Records drawn from a dataset
┄┄┄┄┄┄
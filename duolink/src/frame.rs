//! CRC-protected frame views
//!
//! A frame is one chunk of the shared buffer: a single header word holding the CRC,
//! followed by the payload words it covers. The memory layout is the wire layout;
//! on the wire every word travels most significant byte first.

use crate::config::HEADER_WORDS;
use crate::crc::CrcTable;

/// Stored CRC disagrees with the payload
#[derive(Debug, Copy, Clone, PartialEq, Eq)]
#[cfg_attr(feature = "defmt", derive(defmt::Format))]
pub struct CrcMismatch {
    pub stored: u16,
    pub computed: u16,
}

/// Read-only frame
#[derive(Debug, Clone, Copy)]
pub struct Frame<'a> {
    words: &'a [u16],
}

impl<'a> Frame<'a> {
    /// Returns `None` if the chunk has no room for a payload.
    pub fn new(words: &'a [u16]) -> Option<Self> {
        (words.len() > HEADER_WORDS).then_some(Self { words })
    }

    pub fn crc(&self) -> u16 {
        self.words[0]
    }

    pub fn payload(&self) -> &'a [u16] {
        &self.words[HEADER_WORDS..]
    }

    pub fn compute_crc(&self, table: &CrcTable) -> u16 {
        table.compute(self.payload())
    }

    pub fn verify(&self, table: &CrcTable) -> Result<(), CrcMismatch> {
        let stored = self.crc();
        let computed = self.compute_crc(table);
        if stored == computed {
            Ok(())
        } else {
            Err(CrcMismatch { stored, computed })
        }
    }

    /// Serializes the frame for a byte-oriented peer.
    ///
    /// Returns the number of bytes written, or `None` if `out` is too short.
    pub fn write_wire_bytes(&self, out: &mut [u8]) -> Option<usize> {
        let len = self.words.len() * 2;
        let out = out.get_mut(..len)?;
        for (bytes, word) in out.chunks_exact_mut(2).zip(self.words) {
            bytes.copy_from_slice(&word.to_be_bytes());
        }
        Some(len)
    }
}

/// Writable frame
pub struct FrameMut<'a> {
    words: &'a mut [u16],
}

impl<'a> FrameMut<'a> {
    /// Returns `None` if the chunk has no room for a payload.
    pub fn new(words: &'a mut [u16]) -> Option<Self> {
        if words.len() > HEADER_WORDS {
            Some(Self { words })
        } else {
            None
        }
    }

    pub fn as_frame(&self) -> Frame<'_> {
        Frame { words: self.words }
    }

    pub fn payload_mut(&mut self) -> &mut [u16] {
        &mut self.words[HEADER_WORDS..]
    }

    /// Recomputes the CRC over the payload and stores it in the header.
    pub fn stamp(&mut self, table: &CrcTable) -> u16 {
        let crc = self.as_frame().compute_crc(table);
        self.words[0] = crc;
        crc
    }
}
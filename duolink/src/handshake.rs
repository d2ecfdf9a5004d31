//! Cross-core bring-up alignment
//!
//! Used once at start-up, before any transfer is enabled. The waiting side spins on the
//! flag; there is no timeout.

use crate::driver::peripheral::Handshake;

/// Signals the peer core that the local side is ready.
pub fn announce<H: Handshake>(flag: &mut H) {
    flag.raise();
    debug!("handshake raised");
}

/// Spins until the peer raises the flag, then acknowledges it.
///
/// Returns the number of polls that found the flag low.
pub fn wait_for_peer<H: Handshake>(flag: &mut H) -> u32 {
    let mut polls: u32 = 0;
    while !flag.is_raised() {
        polls = polls.wrapping_add(1);
        core::hint::spin_loop();
    }
    flag.acknowledge();
    info!("peer core aligned after {} polls", polls);
    polls
}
┄┄┄┄┄┄
Work request: Write out only the lines that run from the line containing "pub fn payload_mut(&mut" through the line containing "use crate::driver::peripheral::Handshake;", both included, exactly as they appear above.

Result of the exercise:
    pub fn payload_mut(&mut self) -> &mut [u16] {
        &mut self.words[HEADER_WORDS..]
    }

    /// Recomputes the CRC over the payload and stores it in the header.
    pub fn stamp(&mut self, table: &CrcTable) -> u16 {
        let crc = self.as_frame().compute_crc(table);
        self.words[0] = crc;
        crc
    }
}
filename duolink/src/handshake.rs
repository d2ecfdf9a5004d31
//! Cross-core bring-up alignment
//!
//! Used once at start-up, before any transfer is enabled. The waiting side spins on the
//! flag; there is no timeout.

use crate::driver::peripheral::Handshake;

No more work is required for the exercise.